─── Exercise data ───

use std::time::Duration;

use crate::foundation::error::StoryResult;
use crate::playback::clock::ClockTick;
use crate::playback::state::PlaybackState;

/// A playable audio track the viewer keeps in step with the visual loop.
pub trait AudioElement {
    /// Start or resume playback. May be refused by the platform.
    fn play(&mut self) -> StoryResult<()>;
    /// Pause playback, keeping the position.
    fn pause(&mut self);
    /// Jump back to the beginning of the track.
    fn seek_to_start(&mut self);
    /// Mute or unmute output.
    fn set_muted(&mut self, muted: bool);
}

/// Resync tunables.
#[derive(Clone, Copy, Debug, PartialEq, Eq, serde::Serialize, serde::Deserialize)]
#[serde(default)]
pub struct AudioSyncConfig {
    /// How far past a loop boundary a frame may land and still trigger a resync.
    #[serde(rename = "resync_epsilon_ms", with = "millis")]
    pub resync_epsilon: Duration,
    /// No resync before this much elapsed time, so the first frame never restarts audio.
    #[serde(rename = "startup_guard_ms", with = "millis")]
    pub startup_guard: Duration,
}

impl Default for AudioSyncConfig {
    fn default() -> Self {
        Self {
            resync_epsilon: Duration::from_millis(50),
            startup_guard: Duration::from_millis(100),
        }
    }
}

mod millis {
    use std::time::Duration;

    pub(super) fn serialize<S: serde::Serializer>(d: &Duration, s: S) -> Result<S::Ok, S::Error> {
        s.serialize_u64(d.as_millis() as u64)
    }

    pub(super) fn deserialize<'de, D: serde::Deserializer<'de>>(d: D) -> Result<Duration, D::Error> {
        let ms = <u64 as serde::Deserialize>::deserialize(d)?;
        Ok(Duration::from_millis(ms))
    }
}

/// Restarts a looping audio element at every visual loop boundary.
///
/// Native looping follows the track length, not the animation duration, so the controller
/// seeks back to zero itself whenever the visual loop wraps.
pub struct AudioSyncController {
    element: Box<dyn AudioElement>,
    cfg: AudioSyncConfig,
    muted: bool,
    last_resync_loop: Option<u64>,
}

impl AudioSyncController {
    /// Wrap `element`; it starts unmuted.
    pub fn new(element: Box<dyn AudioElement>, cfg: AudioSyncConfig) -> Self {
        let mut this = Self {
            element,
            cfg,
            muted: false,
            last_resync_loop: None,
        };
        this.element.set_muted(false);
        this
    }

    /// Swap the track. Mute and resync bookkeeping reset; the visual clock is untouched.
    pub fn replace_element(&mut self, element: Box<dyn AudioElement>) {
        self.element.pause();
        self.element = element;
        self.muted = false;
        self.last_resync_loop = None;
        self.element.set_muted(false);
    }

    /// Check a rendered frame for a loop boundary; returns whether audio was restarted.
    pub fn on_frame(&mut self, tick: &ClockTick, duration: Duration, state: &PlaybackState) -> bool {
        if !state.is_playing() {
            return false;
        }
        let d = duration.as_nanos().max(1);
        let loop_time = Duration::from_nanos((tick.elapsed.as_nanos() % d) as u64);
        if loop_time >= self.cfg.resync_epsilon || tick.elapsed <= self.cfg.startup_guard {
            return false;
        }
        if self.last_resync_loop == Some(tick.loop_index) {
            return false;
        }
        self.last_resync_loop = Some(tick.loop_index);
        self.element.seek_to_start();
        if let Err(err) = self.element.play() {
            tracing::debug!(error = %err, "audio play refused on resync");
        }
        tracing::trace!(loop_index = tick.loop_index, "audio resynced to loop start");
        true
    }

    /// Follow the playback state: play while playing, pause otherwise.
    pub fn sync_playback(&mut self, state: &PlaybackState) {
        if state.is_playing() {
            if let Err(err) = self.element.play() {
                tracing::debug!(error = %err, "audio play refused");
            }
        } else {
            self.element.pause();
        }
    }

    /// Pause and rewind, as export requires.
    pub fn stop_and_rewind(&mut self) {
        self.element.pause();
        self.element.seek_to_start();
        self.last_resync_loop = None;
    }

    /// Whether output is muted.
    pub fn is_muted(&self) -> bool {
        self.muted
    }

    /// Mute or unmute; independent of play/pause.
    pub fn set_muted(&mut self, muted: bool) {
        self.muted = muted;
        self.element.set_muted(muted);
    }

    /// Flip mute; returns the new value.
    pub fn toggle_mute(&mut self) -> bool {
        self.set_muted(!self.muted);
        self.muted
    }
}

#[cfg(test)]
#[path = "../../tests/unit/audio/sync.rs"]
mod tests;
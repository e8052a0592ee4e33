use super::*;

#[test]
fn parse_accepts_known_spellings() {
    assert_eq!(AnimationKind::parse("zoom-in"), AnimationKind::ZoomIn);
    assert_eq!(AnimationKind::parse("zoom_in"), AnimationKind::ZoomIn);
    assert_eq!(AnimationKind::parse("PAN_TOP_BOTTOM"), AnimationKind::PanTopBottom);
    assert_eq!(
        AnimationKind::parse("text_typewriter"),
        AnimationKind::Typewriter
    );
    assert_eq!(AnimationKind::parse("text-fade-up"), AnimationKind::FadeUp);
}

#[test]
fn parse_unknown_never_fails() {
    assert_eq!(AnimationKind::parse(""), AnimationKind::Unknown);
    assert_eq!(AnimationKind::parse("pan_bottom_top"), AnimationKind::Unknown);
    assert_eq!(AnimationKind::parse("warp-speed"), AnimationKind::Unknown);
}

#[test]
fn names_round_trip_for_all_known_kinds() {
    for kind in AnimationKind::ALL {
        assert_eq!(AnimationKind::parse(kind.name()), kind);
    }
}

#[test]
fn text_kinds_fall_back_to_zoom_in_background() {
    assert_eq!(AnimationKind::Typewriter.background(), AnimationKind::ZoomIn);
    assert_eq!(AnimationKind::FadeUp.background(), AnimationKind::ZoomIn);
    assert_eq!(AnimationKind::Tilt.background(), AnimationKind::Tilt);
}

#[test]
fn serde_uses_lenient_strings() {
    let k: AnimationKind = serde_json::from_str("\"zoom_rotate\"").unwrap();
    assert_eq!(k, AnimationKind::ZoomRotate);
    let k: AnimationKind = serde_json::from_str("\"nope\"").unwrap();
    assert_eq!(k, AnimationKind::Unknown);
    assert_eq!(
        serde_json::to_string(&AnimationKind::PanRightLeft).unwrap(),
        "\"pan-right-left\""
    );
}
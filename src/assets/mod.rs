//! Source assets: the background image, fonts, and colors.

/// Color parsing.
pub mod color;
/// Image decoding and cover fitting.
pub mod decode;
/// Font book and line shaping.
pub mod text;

───

Find the string "super" in the entries above. Copy each line where it occurs.

Task output:
    pub(super) fn serialize<S: serde::Serializer>(d: &Duration, s: S) -> Result<S::Ok, S::Error> {
    pub(super) fn deserialize<'de, D: serde::Deserializer<'de>>(d: D) -> Result<Duration, D::Error> {
use super::*;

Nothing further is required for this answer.